Die Frage lässt mich aufhorchen. Ja was denn? Darauf die enttäuschte Hausfrau: „Wenn die Fenster sauber sind, sagst du nix. Aber wenn nicht…!“

  Ja natürlich. Was funktioniert, was so ist, wie es sein soll, darüber erübrigen sich Feststellung und Kommentar. Zumindest für den Mann. Das Selbstverständliche bedarf keiner überflüssigen Erörterung.
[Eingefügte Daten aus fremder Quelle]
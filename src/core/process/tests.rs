// relkit: Release Orchestration Tool
//
// SPDX-License-Identifier: GPL-3.0-or-later

use super::ProcessBuilder;
use tokio_util::sync::CancellationToken;

#[tokio::test]
async fn test_process_success() {
    let output = ProcessBuilder::new("true")
        .run()
        .await
        .expect("true should succeed");
    assert!(output.success());
    assert_eq!(output.exit_code(), 0);
    assert!(!output.is_interrupted());
}

#[tokio::test]
async fn test_process_exit_code() {
    let output = ProcessBuilder::new("sh")
        .args(["-c", "exit 42"])
        .allow_failure()
        .run()
        .await
        .expect("process should complete");
    assert_eq!(output.exit_code(), 42);
}

#[tokio::test]
async fn test_process_nonzero_fails_by_default() {
    let result = ProcessBuilder::new("false").run().await;
    assert!(result.is_err());
}

#[tokio::test]
async fn test_process_missing_executable() {
    let result = ProcessBuilder::new("relkit-no-such-program").run().await;
    assert!(result.is_err());
}

#[tokio::test]
async fn test_process_cwd() {
    let dir = tempfile::tempdir().unwrap();
    let output = ProcessBuilder::new("sh")
        .args(["-c", "test -d ."])
        .cwd(dir.path())
        .run()
        .await
        .expect("process should succeed");
    assert!(output.success());
}

#[tokio::test]
async fn test_process_cancellation() {
    let token = CancellationToken::new();
    token.cancel();

    let output = ProcessBuilder::new("sleep")
        .args(["30"])
        .run_with_cancellation(&token)
        .await
        .expect("cancelled run still returns output");
    assert!(output.is_interrupted());
}

#[test]
fn test_command_line_quotes_spaces() {
    let builder = ProcessBuilder::new("make").args(["dist", "a b"]);
    assert_eq!(builder.command_line(), "make dist \"a b\"");
}

#[test]
fn test_display_name_from_program() {
    let builder = ProcessBuilder::new("/usr/bin/make");
    assert_eq!(builder.display_name(), "make");

    let named = ProcessBuilder::new("/usr/bin/make").name("core build");
    assert_eq!(named.display_name(), "core build");
}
  Trifft man sich allerdings im Wirtshaus – wenn vollbesetzt! – so lässt die oftmals ohrenbetäubende Geräuschkulisse vermuten, dass hier keineswegs Angelegenheiten von allgemeiner Akzeptanz diskutiert werden. Nicht für eine Sekunde verebbt die Tautologie, was den Grund dafür liefert, dass eine Verständigung jenseits der unmittelbar angrenzenden Gesprächspartner akustisch nicht mehr innerhalb der üblichen Zimmerlautstärke möglich ist. Doch warum das alles? Worum geht es?

  A: Man ist sich über das jeweilige Thema grundsätzlich uneinig.

 B: Man empfindet das Thema falsch oder unvollständig dargestellt.

  C: Man bestreitet dem Gegenüber die Kompetenz über den Sachverhalt, oder

  D: Man verknüpft Punkt A, B und C miteinander.

  Und man ahnt es schon: Um hier zu einem Ergebnis zu kommen, bedarf es eines Machtworts. Themawechsel. Und alles beginnt wieder von vorne. Es kommt dabei auch vor, dass die Gesprächsteilnehmer zwar hitzig debattieren, vom Inhalt her jedoch mehr oder weniger das Gleiche sagen, jedoch sich einer anderen Diktion oder Sichtweise bedienen, ohne es zu merken! Am Ende setzt sich nicht derjenige mit den besseren Argumenten durch, sondern der, welcher seine Kontrahenten nicht zu Wort kommen lässt. Für den Zurückhaltenden, der seiner guten Kinderstube eingedenk, vergeblich auf eine Redepause wartet, um in das Gespräch eingreifen zu können, eine wahre Geduldsprobe. Bis er nach mehreren erfolglosen Versuchen resigniert.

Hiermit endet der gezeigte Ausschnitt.